PROJECT SUMMARY
Lower respiratory tract infections (LRTI), including pneumonia, bronchiolitis, and infection-related
exacerbations of asthma, are responsible for nearly one-third of all emergency department (ED) visits and 40%
of all infection-related hospitalizations in children each year in the United States. While viruses are responsible
for the vast majority of LRTIs, antibiotics are very frequently prescribed. In fact, more days of antibiotic use are
attributable to LRTI than any other condition in children’s hospitals. Starting antibiotics unnecessarily, using
less effective or overly broad-spectrum antibiotics, and treating for longer durations than necessary all
contribute to inappropriate antibiotic use in pediatric LRTI in both ED and inpatient settings.

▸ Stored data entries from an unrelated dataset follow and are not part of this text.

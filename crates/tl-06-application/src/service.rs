//! # Application Service
//!
//! Wires the ledger, the authorization registry, transaction processing and
//! balance queries behind [`ConsensusApplication`].

use crate::config::ApplicationConfig;
use crate::domain::{
    ApplicationError, ResponseCheckTx, ResponseCommit, ResponseDeliverTx, ResponseInfo,
    ResponseQuery,
};
use crate::ports::inbound::ConsensusApplication;
use parking_lot::Mutex;
use shared_types::{HexBytes, ResponseCode};
use std::sync::Arc;
use tl_02_ledger_store::{ApplicationState, CommittedView, KeyValueStore, LedgerStore};
use tl_03_authorization::{AuthorizationApi, AuthorizationRegistry, LoadError, RegistrySource};
use tl_04_transaction_processing::TransactionProcessor;
use tl_05_balance_query::{BalanceQueryService, SystemTimeSource, TimeSource};

pub struct Application<S, T = SystemTimeSource> {
    ledger: Mutex<LedgerStore<S>>,
    committed: CommittedView<S>,
    registry: Arc<AuthorizationRegistry>,
    processor: TransactionProcessor,
    queries: BalanceQueryService<T>,
}

impl<S: KeyValueStore> Application<S> {
    /// Open on `store` using the system clock.
    pub fn open(
        store: S,
        registry: Arc<AuthorizationRegistry>,
        config: ApplicationConfig,
    ) -> Result<Self, ApplicationError> {
        Self::with_time_source(store, registry, config, SystemTimeSource)
    }
}

impl<S: KeyValueStore, T: TimeSource> Application<S, T> {
    /// Open on `store`, recovering the last committed state.
    ///
    /// Fails if any persisted record is corrupt.
    pub fn with_time_source(
        store: S,
        registry: Arc<AuthorizationRegistry>,
        config: ApplicationConfig,
        time: T,
    ) -> Result<Self, ApplicationError> {
        let ledger = LedgerStore::open(store)?;
        let committed = ledger.committed_view();
        Ok(Self {
            ledger: Mutex::new(ledger),
            committed,
            registry,
            processor: TransactionProcessor::default(),
            queries: BalanceQueryService::new(time, config.freshness()),
        })
    }

    pub fn registry(&self) -> &Arc<AuthorizationRegistry> {
        &self.registry
    }

    /// Replace the authorization registry, or keep it if `source` is invalid.
    pub fn reload_registry(&self, source: &RegistrySource) -> Result<(), LoadError> {
        self.registry.reload(source)
    }

    /// State as of the last commit.
    pub fn state(&self) -> ApplicationState {
        self.ledger.lock().state().clone()
    }

    pub fn committed_view(&self) -> CommittedView<S> {
        self.committed.clone()
    }
}

impl<S: KeyValueStore, T: TimeSource> ConsensusApplication for Application<S, T> {
    fn info(&self) -> ResponseInfo {
        let state = self.state();
        ResponseInfo {
            last_block_height: state.height,
            last_block_app_hash: HexBytes::from(state.app_hash),
        }
    }

    fn check_tx(&self, _tx: &[u8]) -> ResponseCheckTx {
        ResponseCheckTx {
            code: ResponseCode::Ok,
        }
    }

    fn deliver_tx(&self, tx: &[u8]) -> ResponseDeliverTx {
        let registry = self.registry.snapshot();
        let mut ledger = self.ledger.lock();

        match self.processor.deliver(tx, &registry, &mut *ledger) {
            Ok(_) => ResponseDeliverTx::ok(),
            Err(e) => {
                let code = e.code();
                if code == ResponseCode::Internal {
                    tracing::warn!("[tl-06] DeliverTx store failure: {}", e);
                } else {
                    tracing::debug!("[tl-06] DeliverTx rejected ({}): {}", code, e);
                }
                ResponseDeliverTx::rejected(code, e.to_string())
            }
        }
    }

    fn commit(&self) -> Result<ResponseCommit, ApplicationError> {
        let state = self.ledger.lock().commit().map_err(|e| {
            tracing::error!("[tl-06] ❌ Commit failed: {}", e);
            e
        })?;
        tracing::info!(
            "[tl-06] 📦 Committed height {} (app hash {})",
            state.height,
            HexBytes::from(state.app_hash)
        );
        Ok(ResponseCommit {
            app_hash: HexBytes::from(state.app_hash),
        })
    }

    fn query(&self, data: &[u8]) -> ResponseQuery {
        let registry = self.registry.snapshot();
        let answer = self
            .queries
            .answer(data, &registry, &self.committed)
            .and_then(|response| response.encode());

        match answer {
            Ok(value) => ResponseQuery {
                code: ResponseCode::Ok,
                value: Some(HexBytes::from(value)),
                log: None,
            },
            Err(e) => {
                tracing::debug!("[tl-06] Query rejected ({}): {}", e.code(), e);
                ResponseQuery::rejected(e.code(), e.to_string())
            }
        }
    }
}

Use of
unnecessary antibiotics has profound consequences, including common and uncommon but severe adverse
side effects, increased health care utilization and costs, and fueling the development of antimicrobial
resistance, an ongoing global public health threat. To curtail inappropriate antibiotic use, Antimicrobial
Stewardship Programs (ASPs) have become commonplace in United States hospitals and have proven to be
effective. Unfortunately, the benefits of ASPs have largely failed to translate to the unique and fast-paced ED
environment. This represents a key missed opportunity since many more children are cared for in the ED as
compared to inpatient settings, and because ED care often critically influences subsequent hospital care. Our
prior research suggests that high quality electronic health record-based clinical decision support (CDS) is a
strategy that could bridge the ED antibiotic stewardship gap and reduce inappropriate prescribing in the ED
and hospital. Our proposed research builds upon this foundational work and leverages an accomplished and
diverse study team with expertise across the continuum of clinical care and in biomedical informatics, clinical
and health services research, implementation science, and biostatistics, all housed within supportive and well-
resourced research environments. Within three children’s hospitals, we will: define critical facilitators and
barriers governing use and acceptance of antibiotic CDS at the point of care in the ED and inpatient settings
(Aim 1); create two CDS interventions seamlessly integrated into clinician workflows in the ED and inpatient
settings, including a) an antibiotic advisor (Abx CDS), and b) a real-time ASP tool (ASP CDS) (Aim 2);
measure the effectiveness of Abx CDS and ASP CDS, alone and in combination, against usual care for
increasing appropriate antibiotic use in pediatric LRTI in the ED and inpatient settings within the framework of a
pragmatic randomized controlled trial (Aim 3); and evaluate Reach, Adoption, and Implementation domains
within the trial among encounters receiving Abx CDS and ASP CDS (Aim 4). We hypothesize that we will
create stewardship-focused CDS tools that meaningfully improve antibiotic use for children with LRTI and that
are scalable in order to optimize care delivery and outcomes across a wide variety of settings.